Iquitos is only accessible by boat or plane, one of the world’s most isolated cities. Sitting at the airport there is a bizarre assortment of passengers, but I found myself surrounded by a bunch of 20 something American wanna-be missionary evangelists, off to save jungle natives and merrily swapping Latino jokes. It was enough to evoke in me a red mist, an incredibly rare state for those that know me well. Armed with nothing more than a felt tipped pen though, I was forced to stay my hand and livid imagination. We have encountered missionaries everywhere in our travels, still to this day intent on savaging ancient cultures and destroying thousand year old traditions with their god fearing ignorance. Occasionally I do get taken with the urge to event the score.
Iquitos itself is one of those frontier towns of legend. It is a sprawling metropolis of some 400,000 people, though you would almost never guess at its size. Located at the junction of 3 rivers, it is a hub for trade and jungle supplies, its waterways linking Ecuador, Columbia, Brazil and Peru along the highways of the great Amazon river. Cargo boats, tuk tuks and boats ply their way everywhere here and some of the town itself is a floating ramshackle ghetto set on the river. The central market features almost everything imaginable from the jungle expresses – every kind of exotic, illegal animal is for sale here, plus witchdoctor potions, shamanic supplies and an incredible array of fruits and jungle meats to name but a few. There are a few gringo’s around and a pretty gnarly wild west bar scene. Foreigners only come here for one of 3 reasons really – missionaries and volunteers, Amazonian jungle tours or Ayahuasca ceremonies. It is pretty easy to spot which is which as you wander around town. With the tourist dollars flowing in for shamanic experiences, the place is also home to all sorts of souvenirs, charlatans, scams and high end resorts preying on the naive. Thankfully though we are well informed and have some great introductions. After a day of exploring the town, some animal refuges (think anaconda’s, river dolphins and manatees) we were ready to embark on our next Ayahuasca adventure.
We had decided to spend some time with shaman Javier Aureilo Shuahano at Spiritual Dimensions. We had read about his work in numerous books and also been recommended personally by several friends, so we were pretty comfortable with what we were signing up for. This time if things panned out, we had decided to do a 10 day program and had been doing some preparation in advance restricting our diet of salt, sugar, alcohol, pork and other similar purification requirements. Javier actually met us at our hostel on the appointed morning, along with two other Sardinian (Italian) guests and his wife. Javier was referenced to me as a ‘smiling buddha’ personality with great psychic surgery skills and he immediately looked the part, greeting us with a big grin, hugs and welcome greeting “my brother”.
Under Javier’s personal escort we headed out to the centre. Located about an hour from Iquitos, getting to Javier’s centre required we catch a tuk tuk to the edge of town, a 30 minute boat ride up the Nappo river to the village of Padre Cocha and then a wild moto-taxi ride down a muddy, dirt track (that Javier had actually built for the community) into the jungle.
Javier originally came from much further up the river Nannay, a coupe of days towards Ecuador.
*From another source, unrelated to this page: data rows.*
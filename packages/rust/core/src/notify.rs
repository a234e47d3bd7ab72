//! Publish notifications.
//!
//! A notifier is told about every successful publish. Delivery is best
//! effort: the result is logged and never changes publication state.

use std::time::Duration;

use async_trait::async_trait;
use chrono::{DateTime, Utc};
use serde::Serialize;
use tracing::{info, warn};

use guidepress_shared::{GuidePressError, PublishMode, Result, RunId};

/// Payload describing one published page.
#[derive(Debug, Clone, Serialize)]
pub struct PublishEvent {
    pub run_id: RunId,
    pub item_key: String,
    pub title: String,
    pub output_ref: String,
    pub url: String,
    pub mode: PublishMode,
    pub published_at: DateTime<Utc>,
}

/// Outbound notification channel.
#[async_trait]
pub trait Notifier: Send + Sync {
    /// Deliver `event`. Returns whether delivery succeeded.
    async fn notify(&self, event: &PublishEvent) -> bool;
}

/// Writes each event to the log.
#[derive(Debug, Default, Clone, Copy)]
pub struct LogNotifier;

#[async_trait]
impl Notifier for LogNotifier {
    async fn notify(&self, event: &PublishEvent) -> bool {
        info!(
            run_id = %event.run_id,
            item = %event.item_key,
            output = %event.output_ref,
            mode = ?event.mode,
            "guide published"
        );
        true
    }
}

/// POSTs each event as JSON to a webhook.
#[derive(Debug, Clone)]
pub struct WebhookNotifier {
    client: reqwest::Client,
    url: String,
}

impl WebhookNotifier {
    pub fn new(url: impl Into<String>, timeout_secs: u64) -> Result<Self> {
        let client = reqwest::Client::builder()
            .user_agent(concat!("GuidePress/", env!("CARGO_PKG_VERSION")))
            .timeout(Duration::from_secs(timeout_secs))
            .build()
            .map_err(|e| GuidePressError::Network(format!("client build: {e}")))?;
        Ok(Self {
            client,
            url: url.into(),
        })
    }
}

#[async_trait]
impl Notifier for WebhookNotifier {
    async fn notify(&self, event: &PublishEvent) -> bool {
        match self.client.post(&self.url).json(event).send().await {
            Ok(resp) if resp.status().is_success() => true,
            Ok(resp) => {
                warn!(status = %resp.status(), item = %event.item_key, "webhook rejected notification");
                false
            }
            Err(e) => {
                warn!(error = %e, item = %event.item_key, "webhook delivery failed");
                false
            }
        }
    }
}

#[cfg(test)]
mod tests {
    use wiremock::matchers::{body_partial_json, method, path};
    use wiremock::{Mock, MockServer, ResponseTemplate};

    use super::*;

    fn event() -> PublishEvent {
        PublishEvent {
            run_id: RunId::new(),
            item_key: "Kyoto in Autumn".into(),
            title: "Kyoto in Autumn".into(),
            output_ref: "kyoto-in-autumn.html".into(),
            url: "https://portal.example.com/advisor/a1/content/kyoto".into(),
            mode: PublishMode::Teaser,
            published_at: Utc::now(),
        }
    }

    #[tokio::test]
    async fn webhook_posts_json() {
        let server = MockServer::start().await;
        Mock::given(method("POST"))
            .and(path("/hook"))
            .and(body_partial_json(serde_json::json!({
                "item_key": "Kyoto in Autumn",
                "mode": "teaser"
            })))
            .respond_with(ResponseTemplate::new(204))
            .expect(1)
            .mount(&server)
            .await;

        let notifier = WebhookNotifier::new(format!("{}/hook", server.uri()), 5).unwrap();
        assert!(notifier.notify(&event()).await);
    }

    #[tokio::test]
    async fn webhook_failure_is_reported_not_raised() {
        let server = MockServer::start().await;
        Mock::given(method("POST"))
            .respond_with(ResponseTemplate::new(500))
            .mount(&server)
            .await;

        let notifier = WebhookNotifier::new(server.uri(), 5).unwrap();
        assert!(!notifier.notify(&event()).await);

        let unreachable = WebhookNotifier::new("http://127.0.0.1:9/hook", 1).unwrap();
        assert!(!unreachable.notify(&event()).await);
    }

    #[tokio::test]
    async fn log_notifier_always_succeeds() {
        assert!(LogNotifier.notify(&event()).await);
    }
}
//! Catalog index: metadata for every published page, kept sorted.

use std::cmp::Ordering;
use std::path::{Path, PathBuf};

use chrono::{DateTime, Utc};
use serde::{Deserialize, Serialize};
use tracing::{debug, info, warn};

use guidepress_shared::types::lenient_time;
use guidepress_shared::{CatalogEntry, CatalogSort, Result};

#[derive(Debug, Default, Serialize, Deserialize)]
struct CatalogFile {
    #[serde(default)]
    guides: Vec<CatalogEntry>,
    #[serde(default, deserialize_with = "lenient_time::deserialize_option")]
    last_updated: Option<DateTime<Utc>>,
}

/// Ordered, file-backed collection of [`CatalogEntry`] values keyed by
/// output reference.
#[derive(Debug)]
pub struct CatalogIndex {
    path: PathBuf,
    sort: CatalogSort,
    entries: Vec<CatalogEntry>,
    last_updated: Option<DateTime<Utc>>,
    dirty: bool,
}

impl CatalogIndex {
    /// Empty index bound to `path`.
    pub fn empty(path: impl Into<PathBuf>, sort: CatalogSort) -> Self {
        Self {
            path: path.into(),
            sort,
            entries: Vec::new(),
            last_updated: None,
            dirty: false,
        }
    }

    /// Load the index. Never fails: a missing, unreadable or corrupt file
    /// gives an empty index, which can be rebuilt from publication state.
    pub fn load(path: impl Into<PathBuf>, sort: CatalogSort) -> Self {
        let path = path.into();
        let content = match super::read_optional(&path) {
            Ok(Some(content)) => content,
            Ok(None) => return Self::empty(path, sort),
            Err(e) => {
                warn!(path = %path.display(), error = %e, "catalog unreadable, starting empty");
                return Self::empty(path, sort);
            }
        };

        match serde_json::from_str::<CatalogFile>(&content) {
            Ok(file) => {
                let mut index = Self::empty(path, sort);
                index.last_updated = file.last_updated;
                // Collapse duplicates a hand edit may have introduced; last wins.
                for entry in file.guides {
                    index.insert(entry);
                }
                index.sort_entries();
                index.dirty = false;
                debug!(entries = index.entries.len(), "loaded catalog");
                index
            }
            Err(e) => {
                warn!(path = %path.display(), error = %e, "catalog is corrupt, starting empty");
                Self::empty(path, sort)
            }
        }
    }

    pub fn path(&self) -> &Path {
        &self.path
    }

    pub fn sort(&self) -> CatalogSort {
        self.sort
    }

    /// Replace any entry with the same `filename`, then re-sort.
    /// Returns the replaced entry, if any.
    pub fn upsert(&mut self, entry: CatalogEntry) -> Option<CatalogEntry> {
        let replaced = self.insert(entry);
        self.sort_entries();
        self.dirty = true;
        replaced
    }

    fn insert(&mut self, entry: CatalogEntry) -> Option<CatalogEntry> {
        let replaced = self
            .entries
            .iter()
            .position(|e| e.filename == entry.filename)
            .map(|idx| self.entries.remove(idx));
        self.entries.push(entry);
        replaced
    }

    fn sort_entries(&mut self) {
        match self.sort {
            CatalogSort::Recency => self.entries.sort_by(|a, b| {
                b.published_date
                    .cmp(&a.published_date)
                    .then_with(|| a.title.cmp(&b.title))
            }),
            CatalogSort::Title => self.entries.sort_by(|a, b| {
                compare_titles(&a.title, &b.title).then_with(|| a.filename.cmp(&b.filename))
            }),
        }
    }

    /// Entries in catalog order.
    pub fn entries(&self) -> &[CatalogEntry] {
        &self.entries
    }

    pub fn get(&self, filename: &str) -> Option<&CatalogEntry> {
        self.entries.iter().find(|e| e.filename == filename)
    }

    pub fn len(&self) -> usize {
        self.entries.len()
    }

    pub fn is_empty(&self) -> bool {
        self.entries.is_empty()
    }

    /// Drop every entry (used before a rebuild).
    pub fn clear(&mut self) {
        if !self.entries.is_empty() {
            self.entries.clear();
            self.dirty = true;
        }
    }

    /// Whether there are unsaved changes.
    pub fn is_dirty(&self) -> bool {
        self.dirty
    }

    pub fn last_updated(&self) -> Option<DateTime<Utc>> {
        self.last_updated
    }

    /// Write the full catalog atomically.
    pub fn persist(&mut self) -> Result<()> {
        let now = Utc::now();
        let file = CatalogFile {
            guides: self.entries.clone(),
            last_updated: Some(now),
        };
        super::write_json_atomic(&self.path, &file)?;
        self.last_updated = Some(now);
        self.dirty = false;
        info!(path = %self.path.display(), entries = self.entries.len(), "catalog saved");
        Ok(())
    }
}

fn compare_titles(a: &str, b: &str) -> Ordering {
    a.to_lowercase().cmp(&b.to_lowercase())
}

#[cfg(test)]
mod tests {
    use chrono::{Duration, TimeZone};

    use super::*;
    use crate::test_support::temp_dir;
    use guidepress_shared::{PublishMode, Tags};

    fn entry(title: &str, filename: &str, days_ago: i64) -> CatalogEntry {
        let base = Utc.with_ymd_and_hms(2024, 6, 1, 12, 0, 0).unwrap();
        CatalogEntry {
            title: title.into(),
            description: String::new(),
            filename: filename.into(),
            tags: Tags::default(),
            location: String::new(),
            budget_friendly: false,
            url: format!("https://x.com/{filename}"),
            mode: PublishMode::Teaser,
            source: "Partner Portal".into(),
            published_date: base - Duration::days(days_ago),
        }
    }

    #[test]
    fn upsert_replaces_same_filename() {
        let mut index = CatalogIndex::empty("unused.json", CatalogSort::Recency);
        assert!(index.upsert(entry("Kyoto", "kyoto.html", 3)).is_none());
        assert!(index.upsert(entry("Lisbon", "lisbon.html", 2)).is_none());

        let replaced = index.upsert(entry("Kyoto (updated)", "kyoto.html", 0));
        assert_eq!(replaced.map(|e| e.title), Some("Kyoto".to_string()));
        assert_eq!(index.len(), 2);
        assert_eq!(index.get("kyoto.html").unwrap().title, "Kyoto (updated)");
        assert!(index.is_dirty());
    }

    #[test]
    fn recency_sort_is_newest_first() {
        let mut index = CatalogIndex::empty("unused.json", CatalogSort::Recency);
        index.upsert(entry("Old", "old.html", 10));
        index.upsert(entry("New", "new.html", 1));
        index.upsert(entry("Mid", "mid.html", 5));
        let titles: Vec<&str> = index.entries().iter().map(|e| e.title.as_str()).collect();
        assert_eq!(titles, vec!["New", "Mid", "Old"]);
    }

    #[test]
    fn title_sort_ignores_case() {
        let mut index = CatalogIndex::empty("unused.json", CatalogSort::Title);
        index.upsert(entry("patagonia", "p.html", 1));
        index.upsert(entry("Kyoto", "k.html", 2));
        index.upsert(entry("lisbon", "l.html", 3));
        let titles: Vec<&str> = index.entries().iter().map(|e| e.title.as_str()).collect();
        assert_eq!(titles, vec!["Kyoto", "lisbon", "patagonia"]);
    }

    #[test]
    fn persist_and_reload() {
        let dir = temp_dir("gp-catalog");
        let path = dir.join("index.json");

        let mut index = CatalogIndex::load(&path, CatalogSort::Recency);
        assert!(index.is_empty());
        index.upsert(entry("Kyoto", "kyoto.html", 1));
        index.upsert(entry("Lisbon", "lisbon.html", 2));
        index.persist().unwrap();
        assert!(!index.is_dirty());

        let raw: serde_json::Value =
            serde_json::from_str(&std::fs::read_to_string(&path).unwrap()).unwrap();
        assert_eq!(raw["guides"].as_array().unwrap().len(), 2);
        assert!(raw["last_updated"].is_string());

        let reloaded = CatalogIndex::load(&path, CatalogSort::Recency);
        assert_eq!(reloaded.entries(), index.entries());
        assert!(reloaded.last_updated().is_some());
        assert!(!reloaded.is_dirty());
        let _ = std::fs::remove_dir_all(&dir);
    }

    #[test]
    fn corrupt_file_is_empty() {
        let dir = temp_dir("gp-catalog");
        let path = dir.join("index.json");
        std::fs::write(&path, "[1, 2").unwrap();
        assert!(CatalogIndex::load(&path, CatalogSort::Title).is_empty());
        let _ = std::fs::remove_dir_all(&dir);
    }

    #[test]
    fn clear_marks_dirty_only_when_non_empty() {
        let mut index = CatalogIndex::empty("unused.json", CatalogSort::Recency);
        index.clear();
        assert!(!index.is_dirty());
        index.upsert(entry("Kyoto", "kyoto.html", 1));
        index.clear();
        assert!(index.is_dirty());
        assert!(index.is_empty());
    }
}
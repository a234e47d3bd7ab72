//! Shared types, error model, and configuration for GuidePress.
//!
//! This crate is the foundation depended on by all other GuidePress crates.
//! It provides:
//! - [`GuidePressError`]: the unified error type
//! - Domain types ([`Item`], [`Tags`], [`CatalogEntry`], [`PublicationRecord`], [`RunId`])
//! - Configuration ([`ConfigStore`], [`PublishSettings`], config file lookup)

pub mod config;
pub mod error;
pub mod types;

// Re-export public API at crate root for ergonomic imports.
pub use config::{
    CatalogSort, ConfigStore, PortalCredentials, PublishSettings, SiteBranding, StoreLocations,
    config_dir, default_config_path, locate_config,
};
pub use error::{GuidePressError, Result};
pub use types::{CatalogEntry, Item, PublicationRecord, PublishMode, RunId, Tags};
From a family of shaman, he studied under his grandfather before heading the call to move to the city in his early twenties. For a long time he worked all around the Iquitos at various centre’s run by foreigners, as a shaman for hire or working with locals wherever needed. Well known, but not well funded, he realized that he needed his own centre after some bad experiences with other partners, the two Sardinians who also happened to be there at the time we were there, Alessandro and Roberto had actually helped him to get started setting up his own centre about a year ago.
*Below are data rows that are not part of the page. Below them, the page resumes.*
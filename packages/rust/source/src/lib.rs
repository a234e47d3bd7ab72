//! Candidate guide sources and outbound link personalization.
//!
//! This crate provides:
//! - [`SourceReader`]: streams [`Item`](guidepress_shared::Item) records from an exported sheet
//! - [`personalize`]: embeds an advisor token into a guide URL, idempotently

pub mod personalize;
pub mod reader;

pub use personalize::personalize;
pub use reader::{Items, SourceReader};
On arrival, we were shown through the centre. In the year since they had acquired the land they had managed to clear a large area, build 7 or so private tambo’s (huts) for guests, a large ceremonial hall, a kitchen, shower and toilet block plus sculpted a stream through the centre of the place and its newly planted, rapidly evolving garden of medicinal plants and vines.
We were introduced to an older shaman Jose, who took us on a brief tour of the surrounding jungle introducing us to and picking up different medicinal plants and flowers which were then added to a pot to steam in a makeshift plastic encased tippee, our introductory herbal sauna and the start of our cleanse. Stripped down it took a while for the sauna to heat up, but the lovely aroma’s soon took over and the travel dirt and toxins quickly worked their way to the surface. Showering off, we felt cleansed and we able to relax in preparation for the evenings’ first Ayahuasca ceremony.
Having taken Ayahuasca a few times now, I felt I at least knew what to expect and really my goals here were to try and go further with it and build on the Ecuadorian openings we had had – gain some more insight, traction with the space and a personal clarity of purpose if you will. The environment of Javier’s centre seemed filled with the right mix of relaxation and focus to enable that.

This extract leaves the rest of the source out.